• _Exercise requirements_:
Keep only the lines that hold the string "amount", filtering out the rest of the entries below.

• _Recorded data_:
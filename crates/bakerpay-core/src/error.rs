// Error taxonomy for the payout pipeline. Pipeline functions never
// terminate the process; the CLI boundary maps errors to exit codes.

use serde::{Deserialize, Serialize};
use std::fmt;
use thiserror::Error;

pub const EXIT_SUCCESS: i32 = 0;
pub const EXIT_CONFIGURATION_LOAD_FAILURE: i32 = 1;
pub const EXIT_INVALID_ARGS: i32 = 2;
pub const EXIT_OPERATION_CANCELED: i32 = 3;
pub const EXIT_OPERATION_FAILED: i32 = 4;
pub const EXIT_PAYOUTS_READ_FAILURE: i32 = 5;
pub const EXIT_PAYOUTS_WRITE_FAILURE: i32 = 6;

/// Nested error body extracted from a ledger RPC response
/// (`id`/`description`/`data` payloads).
#[derive(Serialize, Deserialize, Debug, Clone, PartialEq, Eq, Default)]
pub struct RpcErrorDetail {
    pub id: String,
    pub description: String,
    #[serde(default, skip_serializing_if = "Option::is_none")]
    pub data: Option<serde_json::Value>,
}

impl fmt::Display for RpcErrorDetail {
    fn fmt(&self, f: &mut fmt::Formatter<'_>) -> fmt::Result {
        write!(f, "{}: {}", self.id, self.description)
    }
}

/// Chain of RPC error bodies attached to a rejected simulation or dispatch.
#[derive(Debug, Clone, Default, PartialEq, Eq)]
pub struct RpcErrorChain {
    pub message: String,
    pub details: Vec<RpcErrorDetail>,
}

impl RpcErrorChain {
    pub fn plain(message: impl Into<String>) -> Self {
        RpcErrorChain {
            message: message.into(),
            details: Vec::new(),
        }
    }
}

impl fmt::Display for RpcErrorChain {
    fn fmt(&self, f: &mut fmt::Formatter<'_>) -> fmt::Result {
        f.write_str(&self.message)?;
        for detail in &self.details {
            write!(f, "; {}", detail)?;
        }
        Ok(())
    }
}

#[derive(Debug, Error)]
pub enum PayoutError {
    #[error("configuration error: {0}")]
    Configuration(String),
    #[error("invalid input: {0}")]
    Input(String),
    #[error("collector error: {0}")]
    Collector(String),
    #[error("simulation failed: {0}")]
    Simulation(RpcErrorChain),
    #[error("signer error: {0}")]
    Signer(String),
    #[error("broadcast failed: {0}")]
    Dispatch(String),
    #[error("confirmation failed: {0}")]
    Confirmation(String),
    #[error("failed to read payouts: {0}")]
    PayoutsRead(String),
    #[error("reporting error: {0}")]
    Reporting(String),
    #[error("hook '{hook}' failed: {message}")]
    Hook { hook: String, message: String },
    #[error("operation canceled by user")]
    Canceled,
}

impl PayoutError {
    pub fn exit_code(&self) -> i32 {
        match self {
            PayoutError::Configuration(_) => EXIT_CONFIGURATION_LOAD_FAILURE,
            PayoutError::Input(_) => EXIT_INVALID_ARGS,
            PayoutError::Canceled => EXIT_OPERATION_CANCELED,
            PayoutError::PayoutsRead(_) => EXIT_PAYOUTS_READ_FAILURE,
            PayoutError::Reporting(_) => EXIT_PAYOUTS_WRITE_FAILURE,
            _ => EXIT_OPERATION_FAILED,
        }
    }
}

impl From<std::io::Error> for PayoutError {
    fn from(e: std::io::Error) -> Self {
        PayoutError::Reporting(e.to_string())
    }
}

pub type Result<T> = std::result::Result<T, PayoutError>;

/// Outcome record mapped to a process exit at the CLI boundary.
#[derive(Debug)]
pub struct ExitStatus {
    pub code: i32,
    pub message: String,
}

impl ExitStatus {
    pub fn from_error(err: &PayoutError) -> ExitStatus {
        ExitStatus {
            code: err.exit_code(),
            message: err.to_string(),
        }
    }
}

/// Classification of a batch failure recorded in batch results.
#[derive(Serialize, Deserialize, Debug, Clone, Copy, PartialEq, Eq)]
pub enum BatchErrorKind {
    #[serde(rename = "op_context_creation_failed")]
    OperationContextCreationFailed,
    #[serde(rename = "op_broadcast_failed")]
    OperationBroadcastFailed,
    #[serde(rename = "op_confirmation_failed")]
    OperationConfirmationFailed,
    #[serde(rename = "user_terminated")]
    UserTerminated,
}
// Operation model. An operation is an ordered group of transfer contents
// sharing one branch, source, and signature; transfers are either plain
// tez moves or FA1.2/FA2 contract calls.

use serde::{Deserialize, Serialize};

use crate::address::Address;
use crate::engines::{DispatchOptions, OpLimits, OpResult, TransactorEngine};
use crate::enums::TxKind;
use crate::error::{PayoutError, Result};
use crate::Mutez;

/// Watermark prepended to signing bytes of manager operations.
const OPERATION_WATERMARK: u8 = 0x03;

/// Anything that can be injected into an operation as a transfer.
pub trait TransferArgs {
    fn tx_kind(&self) -> TxKind;
    fn destination(&self) -> &Address;
    fn amount(&self) -> Mutez;
    fn fa_contract(&self) -> Option<&Address>;
    fn fa_token_id(&self) -> Option<u64>;
}

#[derive(Serialize, Deserialize, Debug, Clone, PartialEq, Eq)]
pub struct TransferContents {
    pub kind: TxKind,
    pub destination: Address,
    pub amount: Mutez,
    #[serde(default, skip_serializing_if = "Option::is_none")]
    pub fa_contract: Option<Address>,
    #[serde(default, skip_serializing_if = "Option::is_none")]
    pub fa_token_id: Option<u64>,
    #[serde(default)]
    pub fee: Mutez,
    #[serde(default)]
    pub gas_limit: u64,
    #[serde(default)]
    pub storage_limit: u64,
}

#[derive(Serialize, Deserialize, Debug, Clone, Default)]
pub struct Operation {
    pub source: Option<Address>,
    #[serde(default, skip_serializing_if = "Option::is_none")]
    pub branch: Option<String>,
    #[serde(default)]
    pub ttl: u64,
    pub contents: Vec<TransferContents>,
    #[serde(default, skip_serializing_if = "Option::is_none")]
    pub signature: Option<String>,
}

impl Operation {
    pub fn new() -> Operation {
        Operation::default()
    }

    pub fn with_source(mut self, source: Address) -> Operation {
        self.source = Some(source);
        self
    }

    pub fn with_ttl(mut self, ttl: u64) -> Operation {
        self.ttl = ttl;
        self
    }

    /// Append a transfer. FA transfers must name a token contract.
    pub fn add_transfer(&mut self, args: &dyn TransferArgs) -> Result<()> {
        let fa_contract = match args.tx_kind() {
            TxKind::Tez => None,
            TxKind::Fa12 | TxKind::Fa2 => match args.fa_contract() {
                Some(contract) => Some(contract.clone()),
                None => {
                    return Err(PayoutError::Input(
                        "invalid contract address for FA transfer".to_string(),
                    ))
                }
            },
        };
        self.contents.push(TransferContents {
            kind: args.tx_kind(),
            destination: args.destination().clone(),
            amount: args.amount(),
            fa_contract,
            fa_token_id: args.fa_token_id(),
            fee: 0,
            gas_limit: 0,
            storage_limit: 0,
        });
        Ok(())
    }

    /// Apply measured limits to a content by index.
    pub fn apply_limits(&mut self, index: usize, limits: &OpLimits) {
        if let Some(content) = self.contents.get_mut(index) {
            content.fee = limits.transaction_fee;
            content.gas_limit = limits.gas_limit;
            content.storage_limit = limits.storage_limit;
        }
    }

    /// Bytes covered by the signature: watermark + canonical JSON of the
    /// envelope without the signature field.
    pub fn to_signing_bytes(&self) -> Vec<u8> {
        let unsigned = Operation {
            source: self.source.clone(),
            branch: self.branch.clone(),
            ttl: self.ttl,
            contents: self.contents.clone(),
            signature: None,
        };
        let mut bytes = vec![OPERATION_WATERMARK];
        // struct-to-JSON cannot fail for this shape
        bytes.extend_from_slice(serde_json::to_vec(&unsigned).unwrap_or_default().as_slice());
        bytes
    }

    /// Serialized operation size in bytes.
    pub fn serialized_size(&self) -> u64 {
        serde_json::to_vec(self).map(|v| v.len() as u64).unwrap_or(0)
    }

    pub fn total_gas(&self) -> u64 {
        self.contents.iter().map(|c| c.gas_limit).sum()
    }
}

/// Couples a built operation with the transactor that dispatches it.
pub struct OpExecutionContext {
    pub op: Operation,
    result: Option<Box<dyn OpResult>>,
}

impl OpExecutionContext {
    pub fn new(op: Operation) -> OpExecutionContext {
        OpExecutionContext { op, result: None }
    }

    pub fn op_hash(&self) -> String {
        match &self.result {
            Some(result) => result.op_hash(),
            None => String::new(),
        }
    }

    pub async fn dispatch(
        &mut self,
        transactor: &dyn TransactorEngine,
        options: &DispatchOptions,
    ) -> Result<()> {
        let result = transactor.dispatch(&self.op, options).await?;
        self.result = Some(result);
        Ok(())
    }

    pub async fn wait_for_apply(&self) -> Result<()> {
        match &self.result {
            Some(result) => result.wait_for_apply().await,
            None => Err(PayoutError::Dispatch(
                "operation was not dispatched yet".to_string(),
            )),
        }
    }
}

• _Solution for this exercise_:
    fn amount(&self) -> Mutez;
    pub amount: Mutez,
            amount: args.amount(),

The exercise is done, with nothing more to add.